[Aim of the task] All the entries, exactly as they read, must be written out again.

────────

//! Pure routing of rumqttc events

use crate::transport::{LossReason, LOSS_PING_TIMEOUT, LOSS_REFUSED, LOSS_SOCKET_CLOSED};
use rumqttc::{ConnectionError, Event, Packet, StateError, SubscribeReasonCode};

/// Pure message routing decisions based on MQTT events
pub struct MessageHandler;

impl MessageHandler {
    /// Route MQTT event to appropriate handler (pure routing decision)
    pub fn route_mqtt_event(event: &Event) -> EventRoute {
        match event {
            Event::Incoming(incoming) => match incoming {
                Packet::ConnAck(_) => EventRoute::ConnectionAcknowledged,
                Packet::Publish(publish) => EventRoute::MessageReceived {
                    topic: publish.topic.clone(),
                    payload: publish.payload.to_vec(),
                },
                Packet::Disconnect => EventRoute::Disconnected,
                Packet::SubAck(suback) => EventRoute::SubscriptionConfirmed {
                    packet_id: suback.pkid,
                    return_codes: suback
                        .return_codes
                        .iter()
                        .map(Self::reason_code_byte)
                        .collect(),
                },
                other => EventRoute::InfrastructureEvent(format!("{other:?}")),
            },
            Event::Outgoing(_) => EventRoute::OutgoingEvent,
        }
    }

    fn reason_code_byte(code: &SubscribeReasonCode) -> u8 {
        match code {
            SubscribeReasonCode::Success(qos) => *qos as u8,
            SubscribeReasonCode::Failure => 0x80,
        }
    }

    /// Validate subscription success from SubAck (pure function)
    pub fn validate_subscription_success(return_codes: &[u8]) -> Result<(), String> {
        if return_codes.iter().any(|&code| code >= 0x80) {
            Err(format!(
                "Subscription failed with return codes: {return_codes:?}"
            ))
        } else {
            Ok(())
        }
    }

    /// Classify an event-loop error into a loss reason
    ///
    /// `shutdown_requested` marks errors raised by our own disconnect.
    pub fn loss_reason(error: &ConnectionError, shutdown_requested: bool) -> LossReason {
        if shutdown_requested {
            return LossReason::graceful("Client disconnected");
        }
        let code = match error {
            ConnectionError::MqttState(StateError::AwaitPingResp) => LOSS_PING_TIMEOUT,
            ConnectionError::ConnectionRefused(_) => LOSS_REFUSED,
            _ => LOSS_SOCKET_CLOSED,
        };
        LossReason::abnormal(code, error.to_string())
    }
}

/// Routing decisions for MQTT events
#[derive(Debug, Clone, PartialEq)]
pub enum EventRoute {
    /// Connection acknowledged - ready to publish/subscribe
    ConnectionAcknowledged,
    /// Message received on subscribed topic
    MessageReceived { topic: String, payload: Vec<u8> },
    /// Broker sent DISCONNECT
    Disconnected,
    /// Subscription confirmed with return codes
    SubscriptionConfirmed { packet_id: u16, return_codes: Vec<u8> },
    /// Infrastructure event (PingResp, etc.)
    InfrastructureEvent(String),
    /// Outgoing event (handled automatically)
    OutgoingEvent,
}
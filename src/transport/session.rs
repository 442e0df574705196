//! Transport Session: owns the single current connection

use super::{
    ConnectOptions, ConnectionId, LossReason, QoS, SessionEventSender, SessionState, Transport,
    TransportConnector, TransportError,
};
use crate::signing::SignedConnectionDescriptor;
use std::sync::Arc;
use tracing::{debug, info, warn};

/// The current connection and its id
pub struct SessionHandle {
    transport: Box<dyn Transport>,
    connection_id: ConnectionId,
}

impl SessionHandle {
    pub fn connection_id(&self) -> ConnectionId {
        self.connection_id
    }

    pub fn is_connected(&self) -> bool {
        self.transport.is_connected()
    }
}

/// Holds at most one [`SessionHandle`]
///
/// A new connection is only attempted after the previous handle has been
/// disconnected and dropped, so two sessions are never live at once.
pub struct TransportSession {
    connector: Arc<dyn TransportConnector>,
    events: SessionEventSender,
    current: Option<SessionHandle>,
    state: SessionState,
    next_connection_id: ConnectionId,
}

impl TransportSession {
    pub fn new(connector: Arc<dyn TransportConnector>, events: SessionEventSender) -> Self {
        Self {
            connector,
            events,
            current: None,
            state: SessionState::Idle,
            next_connection_id: 1,
        }
    }

    /// Tear down any current session, then connect a new one
    pub async fn connect(
        &mut self,
        descriptor: &SignedConnectionDescriptor,
        options: &ConnectOptions,
    ) -> Result<ConnectionId, TransportError> {
        self.disconnect().await;

        let connection_id = self.next_connection_id;
        self.next_connection_id += 1;
        self.state = SessionState::Connecting;

        debug!(
            connection_id,
            client_id = %options.client_id,
            host = %descriptor.host,
            "Opening transport session"
        );

        match self
            .connector
            .connect(descriptor, options, connection_id, self.events.clone())
            .await
        {
            Ok(transport) => {
                self.current = Some(SessionHandle {
                    transport,
                    connection_id,
                });
                self.state = SessionState::Connected;
                info!(connection_id, "Transport session connected");
                Ok(connection_id)
            }
            Err(e) => {
                let code = match e {
                    TransportError::Refused(_) => super::LOSS_REFUSED,
                    _ => super::LOSS_SOCKET_CLOSED,
                };
                self.state = SessionState::Lost(LossReason::abnormal(code, e.to_string()));
                warn!(connection_id, "Transport connect failed: {}", e);
                Err(e)
            }
        }
    }

    /// Gracefully close the current session, if any
    pub async fn disconnect(&mut self) {
        let Some(mut handle) = self.current.take() else {
            return;
        };

        self.state = SessionState::Disconnecting;
        if let Err(e) = handle.transport.disconnect().await {
            debug!(
                connection_id = handle.connection_id,
                "Disconnect reported error: {}", e
            );
        }
        self.state = SessionState::Idle;
        info!(connection_id = handle.connection_id, "Transport session closed");
    }

    /// Record that the current session was lost and release it
    ///
    /// Returns false when `connection_id` is not the current session.
    pub async fn mark_lost(&mut self, connection_id: ConnectionId, reason: LossReason) -> bool {
        if !self.is_current(connection_id) {
            return false;
        }

        if let Some(mut handle) = self.current.take() {
            // Stop the client task; the connection itself is already gone.
            if let Err(e) = handle.transport.disconnect().await {
                debug!(connection_id, "Disconnect after loss reported error: {}", e);
            }
        }
        self.state = SessionState::Lost(reason);
        true
    }

    pub async fn publish(
        &self,
        topic: &str,
        payload: Vec<u8>,
        qos: QoS,
    ) -> Result<(), TransportError> {
        let handle = self.live_handle()?;
        handle.transport.publish(topic, payload, qos).await
    }

    pub async fn subscribe(&self, topic: &str, qos: QoS) -> Result<(), TransportError> {
        let handle = self.live_handle()?;
        handle.transport.subscribe(topic, qos).await
    }

    fn live_handle(&self) -> Result<&SessionHandle, TransportError> {
        self.current
            .as_ref()
            .filter(|h| h.is_connected())
            .ok_or(TransportError::NotConnected)
    }

    pub fn is_connected(&self) -> bool {
        self.current.as_ref().is_some_and(|h| h.is_connected())
    }

    pub fn is_current(&self, connection_id: ConnectionId) -> bool {
        self.current
            .as_ref()
            .is_some_and(|h| h.connection_id == connection_id)
    }

    pub fn current_connection_id(&self) -> Option<ConnectionId> {
        self.current.as_ref().map(|h| h.connection_id)
    }

    pub fn state(&self) -> &SessionState {
        &self.state
    }
}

────────

[Answer space]
//! Pure routing of rumqttc events

use crate::transport::{LossReason, LOSS_PING_TIMEOUT, LOSS_REFUSED, LOSS_SOCKET_CLOSED};
use rumqttc::{ConnectionError, Event, Packet, StateError, SubscribeReasonCode};

/// Pure message routing decisions based on MQTT events
pub struct MessageHandler;

impl MessageHandler {
    /// Route MQTT event to appropriate handler (pure routing decision)
    pub fn route_mqtt_event(event: &Event) -> EventRoute {
        match event {
            Event::Incoming(incoming) => match incoming {
                Packet::ConnAck(_) => EventRoute::ConnectionAcknowledged,
                Packet::Publish(publish) => EventRoute::MessageReceived {
                    topic: publish.topic.clone(),
                    payload: publish.payload.to_vec(),
                },
                Packet::Disconnect => EventRoute::Disconnected,
                Packet::SubAck(suback) => EventRoute::SubscriptionConfirmed {
                    packet_id: suback.pkid,
                    return_codes: suback
                        .return_codes
                        .iter()
                        .map(Self::reason_code_byte)
                        .collect(),
                },
                other => EventRoute::InfrastructureEvent(format!("{other:?}")),
            },
            Event::Outgoing(_) => EventRoute::OutgoingEvent,
        }
    }

    fn reason_code_byte(code: &SubscribeReasonCode) -> u8 {
        match code {
            SubscribeReasonCode::Success(qos) => *qos as u8,
            SubscribeReasonCode::Failure => 0x80,
        }
    }

    /// Validate subscription success from SubAck (pure function)
    pub fn validate_subscription_success(return_codes: &[u8]) -> Result<(), String> {
        if return_codes.iter().any(|&code| code >= 0x80) {
            Err(format!(
                "Subscription failed with return codes: {return_codes:?}"
            ))
        } else {
            Ok(())
        }
    }

    /// Classify an event-loop error into a loss reason
    ///
    /// `shutdown_requested` marks errors raised by our own disconnect.
    pub fn loss_reason(error: &ConnectionError, shutdown_requested: bool) -> LossReason {
        if shutdown_requested {
            return LossReason::graceful("Client disconnected");
        }
        let code = match error {
            ConnectionError::MqttState(StateError::AwaitPingResp) => LOSS_PING_TIMEOUT,
            ConnectionError::ConnectionRefused(_) => LOSS_REFUSED,
            _ => LOSS_SOCKET_CLOSED,
        };
        LossReason::abnormal(code, error.to_string())
    }
}

/// Routing decisions for MQTT events
#[derive(Debug, Clone, PartialEq)]
pub enum EventRoute {
    /// Connection acknowledged - ready to publish/subscribe
    ConnectionAcknowledged,
    /// Message received on subscribed topic
    MessageReceived { topic: String, payload: Vec<u8> },
    /// Broker sent DISCONNECT
    Disconnected,
    /// Subscription confirmed with return codes
    SubscriptionConfirmed { packet_id: u16, return_codes: Vec<u8> },
    /// Infrastructure event (PingResp, etc.)
    InfrastructureEvent(String),
    /// Outgoing event (handled automatically)
    OutgoingEvent,
}
filename src/transport/session.rs
repository 442e0df574705196
//! Transport Session: owns the single current connection

use super::{
    ConnectOptions, ConnectionId, LossReason, QoS, SessionEventSender, SessionState, Transport,
    TransportConnector, TransportError,
};
use crate::signing::SignedConnectionDescriptor;
use std::sync::Arc;
use tracing::{debug, info, warn};

/// The current connection and its id
pub struct SessionHandle {
    transport: Box<dyn Transport>,
    connection_id: ConnectionId,
}

impl SessionHandle {
    pub fn connection_id(&self) -> ConnectionId {
        self.connection_id
    }

    pub fn is_connected(&self) -> bool {
        self.transport.is_connected()
    }
}

/// Holds at most one [`SessionHandle`]
///
/// A new connection is only attempted after the previous handle has been
/// disconnected and dropped, so two sessions are never live at once.
pub struct TransportSession {
    connector: Arc<dyn TransportConnector>,
    events: SessionEventSender,
    current: Option<SessionHandle>,
    state: SessionState,
    next_connection_id: ConnectionId,
}

impl TransportSession {
    pub fn new(connector: Arc<dyn TransportConnector>, events: SessionEventSender) -> Self {
        Self {
            connector,
            events,
            current: None,
            state: SessionState::Idle,
            next_connection_id: 1,
        }
    }

    /// Tear down any current session, then connect a new one
    pub async fn connect(
        &mut self,
        descriptor: &SignedConnectionDescriptor,
        options: &ConnectOptions,
    ) -> Result<ConnectionId, TransportError> {
        self.disconnect().await;

        let connection_id = self.next_connection_id;
        self.next_connection_id += 1;
        self.state = SessionState::Connecting;

        debug!(
            connection_id,
            client_id = %options.client_id,
            host = %descriptor.host,
            "Opening transport session"
        );

        match self
            .connector
            .connect(descriptor, options, connection_id, self.events.clone())
            .await
        {
            Ok(transport) => {
                self.current = Some(SessionHandle {
                    transport,
                    connection_id,
                });
                self.state = SessionState::Connected;
                info!(connection_id, "Transport session connected");
                Ok(connection_id)
            }
            Err(e) => {
                let code = match e {
                    TransportError::Refused(_) => super::LOSS_REFUSED,
                    _ => super::LOSS_SOCKET_CLOSED,
                };
                self.state = SessionState::Lost(LossReason::abnormal(code, e.to_string()));
                warn!(connection_id, "Transport connect failed: {}", e);
                Err(e)
            }
        }
    }

    /// Gracefully close the current session, if any
    pub async fn disconnect(&mut self) {
        let Some(mut handle) = self.current.take() else {
            return;
        };

        self.state = SessionState::Disconnecting;
        if let Err(e) = handle.transport.disconnect().await {
            debug!(
                connection_id = handle.connection_id,
                "Disconnect reported error: {}", e
            );
        }
        self.state = SessionState::Idle;
        info!(connection_id = handle.connection_id, "Transport session closed");
    }

    /// Record that the current session was lost and release it
    ///
    /// Returns false when `connection_id` is not the current session.
    pub async fn mark_lost(&mut self, connection_id: ConnectionId, reason: LossReason) -> bool {
        if !self.is_current(connection_id) {
            return false;
        }

        if let Some(mut handle) = self.current.take() {
            // Stop the client task; the connection itself is already gone.
            if let Err(e) = handle.transport.disconnect().await {
                debug!(connection_id, "Disconnect after loss reported error: {}", e);
            }
        }
        self.state = SessionState::Lost(reason);
        true
    }

    pub async fn publish(
        &self,
        topic: &str,
        payload: Vec<u8>,
        qos: QoS,
    ) -> Result<(), TransportError> {
        let handle = self.live_handle()?;
        handle.transport.publish(topic, payload, qos).await
    }

    pub async fn subscribe(&self, topic: &str, qos: QoS) -> Result<(), TransportError> {
        let handle = self.live_handle()?;
        handle.transport.subscribe(topic, qos).await
    }

    fn live_handle(&self) -> Result<&SessionHandle, TransportError> {
        self.current
            .as_ref()
            .filter(|h| h.is_connected())
            .ok_or(TransportError::NotConnected)
    }

    pub fn is_connected(&self) -> bool {
        self.current.as_ref().is_some_and(|h| h.is_connected())
    }

    pub fn is_current(&self, connection_id: ConnectionId) -> bool {
        self.current
            .as_ref()
            .is_some_and(|h| h.connection_id == connection_id)
    }

    pub fn current_connection_id(&self) -> Option<ConnectionId> {
        self.current.as_ref().map(|h| h.connection_id)
    }

    pub fn state(&self) -> &SessionState {
        &self.state
    }
}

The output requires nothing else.